For example, the re-scheduler 34 acquires the data transfer amount
of each of the copy source second processor 17 and the copy
destination second processor 17, and then determines whether the
acquired data transfer amount is less than a predetermined
value.
[0105] If the data transfer process monitoring module 33 determines
that the acquired data transfer amount is less than the
predetermined value, the re-scheduler 34 performs the re-schedule
process so that any of a plurality of unit copy operations is
performed ahead of schedule. For example, if the data transfer
process monitoring module 33 determines that the data transfer
amount of one of the copy source second processor 17 and the copy
destination second processor 17 is less than the predetermined
value, the re-scheduler 34 performs the re-schedule process so that
a unit copy operation to be performed next by the second processor
17 is performed at the present time ahead of schedule.
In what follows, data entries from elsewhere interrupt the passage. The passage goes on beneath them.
//! Motion samples produced by the inertial sensor.
//!
//! A [`MotionSample`] carries one reading of linear acceleration (m/s²) and
//! angular rate (deg/s). Detectors compare single axes of these vectors
//! against fixed thresholds, so the units here are part of the contract.
//!
//! # Example
//!
//! ```rust
//! use rs_reps::{MotionSample, Vector3};
//!
//! // Gyro reported in rad/s is converted to deg/s
//! let sample = MotionSample::from_si(
//!     Vector3::new(0.0, -9.8, 0.0),
//!     Vector3::new(core::f32::consts::PI, 0.0, 0.0),
//! );
//! assert!((sample.gyro.x - 180.0).abs() < 0.001);
//! ```

/// Degrees per radian, used to convert gyro readings to deg/s.
pub const RAD_TO_DEG: f32 = 180.0 / core::f32::consts::PI;

/// A three-axis vector.
#[derive(Clone, Copy, Debug, Default, PartialEq)]
#[cfg_attr(feature = "serde", derive(serde::Serialize, serde::Deserialize))]
pub struct Vector3 {
    /// X axis component.
    pub x: f32,
    /// Y axis component.
    pub y: f32,
    /// Z axis component.
    pub z: f32,
}

impl Vector3 {
    /// Creates a vector from its components.
    #[inline]
    pub const fn new(x: f32, y: f32, z: f32) -> Self {
        Self { x, y, z }
    }

    /// Returns the component on the given axis.
    #[inline]
    pub const fn axis(&self, axis: Axis) -> f32 {
        match axis {
            Axis::X => self.x,
            Axis::Y => self.y,
            Axis::Z => self.z,
        }
    }
}

/// Sensor axis selector.
#[derive(Clone, Copy, Debug, PartialEq, Eq)]
pub enum Axis {
    /// X axis.
    X,
    /// Y axis.
    Y,
    /// Z axis.
    Z,
}

/// Which sensor a detector reads from.
#[derive(Clone, Copy, Debug, PartialEq, Eq)]
pub enum Channel {
    /// Linear acceleration, m/s².
    Accel(Axis),
    /// Angular rate, deg/s.
    Gyro(Axis),
}

/// One reading from the inertial sensor.
#[derive(Clone, Copy, Debug, Default, PartialEq)]
#[cfg_attr(feature = "serde", derive(serde::Serialize, serde::Deserialize))]
pub struct MotionSample {
    /// Linear acceleration in m/s².
    pub accel: Vector3,
    /// Angular rate in deg/s.
    pub gyro: Vector3,
}

impl MotionSample {
    /// Creates a sample from acceleration (m/s²) and angular rate (deg/s).
    #[inline]
    pub const fn new(accel: Vector3, gyro: Vector3) -> Self {
        Self { accel, gyro }
    }

    /// Creates a sample from SI readings, converting gyro rad/s to deg/s.
    pub fn from_si(accel: Vector3, gyro_rad_s: Vector3) -> Self {
        Self {
            accel,
            gyro: Vector3::new(
                gyro_rad_s.x * RAD_TO_DEG,
                gyro_rad_s.y * RAD_TO_DEG,
                gyro_rad_s.z * RAD_TO_DEG,
            ),
        }
    }

    /// Sample with only acceleration set (gyro at rest).
    pub const fn accel(x: f32, y: f32, z: f32) -> Self {
        Self::new(Vector3::new(x, y, z), Vector3::new(0.0, 0.0, 0.0))
    }

    /// Sample with only angular rate set (acceleration at zero).
    pub const fn gyro(x: f32, y: f32, z: f32) -> Self {
        Self::new(Vector3::new(0.0, 0.0, 0.0), Vector3::new(x, y, z))
    }

    /// Reads a single channel.
    #[inline]
    pub const fn channel(&self, channel: Channel) -> f32 {
        match channel {
            Channel::Accel(axis) => self.accel.axis(axis),
            Channel::Gyro(axis) => self.gyro.axis(axis),
        }
    }
}

#[cfg(test)]
mod tests {
    use super::*;

    #[test]
    fn channel_selects_axis() {
        let sample = MotionSample::new(Vector3::new(1.0, 2.0, 3.0), Vector3::new(4.0, 5.0, 6.0));
        assert_eq!(sample.channel(Channel::Accel(Axis::X)), 1.0);
        assert_eq!(sample.channel(Channel::Accel(Axis::Z)), 3.0);
        assert_eq!(sample.channel(Channel::Gyro(Axis::Y)), 5.0);
    }

    #[test]
    fn from_si_converts_gyro_only() {
        let sample = MotionSample::from_si(
            Vector3::new(0.5, -9.8, 1.0),
            Vector3::new(1.0, -0.5, 0.0),
        );
        assert_eq!(sample.accel, Vector3::new(0.5, -9.8, 1.0));
        assert!((sample.gyro.x - 57.29578).abs() < 0.001);
        assert!((sample.gyro.y + 28.64789).abs() < 0.001);
        assert_eq!(sample.gyro.z, 0.0);
    }
}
[0106] FIGS. 7-9 illustrate one example of the re-schedule process
performed by the re-scheduler 34 in the virtual storage system 10
in accordance with one embodiment of the present invention.
[0107] Referring to FIG. 7, if the re-scheduler 34 determines at
time T1 that the data transfer amount of the second processor 17 is
less than the predetermined value, the re-scheduler 34 performs the
re-schedule process so that the unit copy operation to be executed
by the second processor 17 as a determination target at a timing I2
is performed at time T1 ahead of schedule.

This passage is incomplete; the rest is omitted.